All About Architecture: Two Classes
Architecture surrounds us. Each night, we go to sleep inside structures that were at some point designed by an architect who carefully plotted out the positions of the windows and the locations of the doors. We work in offices drawn up for efficiency and function. And sometimes, perhaps more rarely, we look out and see a building that stands as particularly noticeable among the rest. Some architect, perhaps recently, perhaps hundreds of years ago, drew up the noticeable building and the rest, hoping for just that response.
Architects do more than just draw nice pictures of buildings. They are often responsible for the overall feel of a structure– its livability or usability, considerations that can make a house feel more like a genuine home. Architects can be involved in selecting details as minute as individual pieces of furniture and as large as the layout of an entire city. Top architects have a tremendous impact on the day to day lives of their fellow human beings.
If you find architecture interesting, there’s some courses on Fatminds that can give you some further insight into the profession. Let’s take a look at them.
Here’s a free course offered through MIT’s OpenCourseWare program:
Selected Topics in Architecture: Architecture from 1750 to Present
MIT OpenCourseWare, online only, free
This class is a general study of modern architecture as a response to important technological, cultural, environmental, aesthetic, and theoretical challenges after the European Enlightenment. It focuses on the theoretical, historiographic, and design approaches to architectural problems encountered in the age of industrial and post-industrial expansion across the globe, with specific attention to the dominance of European modernism in setting the agenda for the discourse of a global modernity at large. It explores modern architectural history through thematic exposition rather than as a simple chronological succession of ideas.
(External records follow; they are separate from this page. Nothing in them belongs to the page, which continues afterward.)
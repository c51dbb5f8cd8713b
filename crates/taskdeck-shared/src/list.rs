use chrono::{
  DateTime,
  Local
};
use tracing::{
  debug,
  warn
};

use crate::display::{
  TaskRow,
  rows
};
use crate::fetch::{
  ApiRequest,
  FetchError
};
use crate::model::Task;
use crate::session::Session;

#[derive(
  Debug, Clone, Copy, PartialEq, Eq,
)]
pub enum ListState {
  Uninitialized,
  Loading,
  Ready
}

/// Client-side projection of the
/// user's tasks.
///
/// Methods return the request to issue;
/// the caller sends it and reports back
/// through [`finish_refresh`]. A
/// mutation's refetch is started only
/// once the mutation's own response is
/// in.
///
/// [`finish_refresh`]: TaskListView::finish_refresh
#[derive(Debug, Clone, PartialEq)]
pub struct TaskListView {
  state: ListState,
  tasks: Vec<Task>
}

impl Default for TaskListView {
  fn default() -> Self {
    Self::new()
  }
}

impl TaskListView {
  pub fn new() -> Self {
    Self {
      state: ListState::Uninitialized,
      tasks: Vec::new()
    }
  }

  pub fn state(&self) -> ListState {
    self.state
  }

  pub fn is_loading(&self) -> bool {
    self.state == ListState::Loading
  }

  pub fn tasks(&self) -> &[Task] {
    &self.tasks
  }

  pub fn find(
    &self,
    id: &str
  ) -> Option<&Task> {
    self.tasks.iter().find(|t| t.id == id)
  }

  pub fn rows(
    &self,
    now: DateTime<Local>
  ) -> Vec<TaskRow> {
    rows(&self.tasks, now)
  }

  /// Starts a list fetch. Without an
  /// active session nothing is
  /// requested and the state is left
  /// alone.
  pub fn begin_refresh(
    &mut self,
    session: &Session
  ) -> Option<ApiRequest> {
    if !session.is_active() {
      debug!(
        "no active session; skipping \
         task list fetch"
      );
      return None;
    }
    self.state = ListState::Loading;
    Some(ApiRequest::list_tasks(session))
  }

  /// Applies a list fetch outcome. A
  /// failed fetch keeps the previous
  /// (possibly stale) tasks.
  pub fn finish_refresh(
    &mut self,
    result: Result<Vec<Task>, FetchError>
  ) {
    match result {
      | Ok(tasks) => {
        debug!(
          total = tasks.len(),
          "task list refreshed"
        );
        self.tasks = tasks;
      }
      | Err(err) => {
        warn!(
          error = %err,
          "task list refresh failed; \
           keeping previous tasks"
        );
      }
    }
    self.state = ListState::Ready;
  }

  pub fn delete_request(
    &self,
    session: &Session,
    id: &str
  ) -> ApiRequest {
    ApiRequest::delete_task(session, id)
  }

  /// Flips the task's status locally
  /// right away and returns the update
  /// carrying the full task with the
  /// flipped status. Unknown ids yield
  /// nothing. A failed update is not
  /// rolled back here; the follow-up
  /// refetch reconciles.
  pub fn toggle_status(
    &mut self,
    session: &Session,
    id: &str
  ) -> Option<ApiRequest> {
    let task = self
      .tasks
      .iter_mut()
      .find(|t| t.id == id)?;
    let next = task.status.toggled();
    task.status = next;
    debug!(
      id,
      status = %next,
      "applied optimistic status toggle"
    );
    Some(ApiRequest::update_task(
      session,
      id,
      task.payload_with_status(next)
    ))
  }
}

#[cfg(test)]
mod tests {
  use super::{
    ListState,
    TaskListView
  };
  use crate::fetch::{
    FetchError,
    Method
  };
  use crate::model::{
    Task,
    TaskStatus
  };
  use crate::session::Session;

  fn sample() -> Vec<Task> {
    vec![
      Task {
        id:          "a".to_string(),
        title:       Some("one".to_string()),
        description: Some("first".to_string()),
        status:      TaskStatus::Complete,
        priority:    Some("High".to_string()),
        created_at:  None
      },
      Task {
        id:          "c".to_string(),
        title:       Some(String::new()),
        description: Some("third".to_string()),
        status:      TaskStatus::Incomplete,
        priority:    Some("Low".to_string()),
        created_at:  None
      },
    ]
  }

  fn ready_view() -> TaskListView {
    let mut view = TaskListView::new();
    view
      .begin_refresh(&Session::new("tok"))
      .expect("active session");
    view.finish_refresh(Ok(sample()));
    view
  }

  #[test]
  fn no_fetch_before_login() {
    let mut view = TaskListView::new();
    assert!(
      view
        .begin_refresh(&Session::anonymous())
        .is_none()
    );
    assert_eq!(
      view.state(),
      ListState::Uninitialized
    );
  }

  #[test]
  fn refresh_cycles_through_loading() {
    let mut view = TaskListView::new();
    let request = view
      .begin_refresh(&Session::new("tok"))
      .expect("active session");
    assert_eq!(request.method, Method::Get);
    assert_eq!(request.path, "/tasks");
    assert_eq!(request.authorization, "tok");
    assert!(view.is_loading());

    view.finish_refresh(Ok(sample()));
    assert_eq!(view.state(), ListState::Ready);
    assert_eq!(view.tasks().len(), 2);
  }

  #[test]
  fn failed_refresh_keeps_stale_tasks() {
    let mut view = ready_view();
    view.begin_refresh(&Session::new("tok"));
    view.finish_refresh(Err(
      FetchError::Network("offline".to_string())
    ));
    assert_eq!(view.state(), ListState::Ready);
    assert_eq!(view.tasks().len(), 2);
  }

  #[test]
  fn toggle_is_visible_before_any_response() {
    let mut view = ready_view();
    let request = view
      .toggle_status(&Session::new("tok"), "c")
      .expect("known id");

    assert_eq!(
      view.find("c").map(|t| t.status),
      Some(TaskStatus::Complete)
    );
    assert_eq!(request.method, Method::Put);
    assert_eq!(request.path, "/tasks/c");
    let body = serde_json::to_value(
      request.body.expect("body")
    )
    .expect("encode");
    assert_eq!(
      body,
      serde_json::json!({
        "title": "",
        "description": "third",
        "status": "complete",
        "priority": "Low"
      })
    );
  }

  #[test]
  fn toggle_of_unknown_id_changes_nothing() {
    let mut view = ready_view();
    let before = view.clone();
    assert!(
      view
        .toggle_status(&Session::new("tok"), "zzz")
        .is_none()
    );
    assert_eq!(view, before);
  }

  #[test]
  fn delete_targets_the_task_path() {
    let view = ready_view();
    let request = view
      .delete_request(&Session::new("tok"), "a");
    assert_eq!(request.method, Method::Delete);
    assert_eq!(request.path, "/tasks/a");
    assert!(request.body.is_none());
  }
}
This course at Cornell is offered in the summer, but keep it on your calendar — it looks pretty interesting:
Introduction to Architecture: Design Studio
Cornell, classroom only, $3,165
Designed to introduce students to ideas, principles, and methods of solving architectural problems in a studio setting. Through a graduated sequence of exercises culminating in a major semester project, students explore the architectural concepts of space, form, function, and technology. Instruction is via highly personalized critiques of individual student work by assigned department faculty members, as well as periodic reviews of the group by invited faculty and guest critics. The grade is based on the overall performance in the studio with special emphasis on the quality of a major studio project.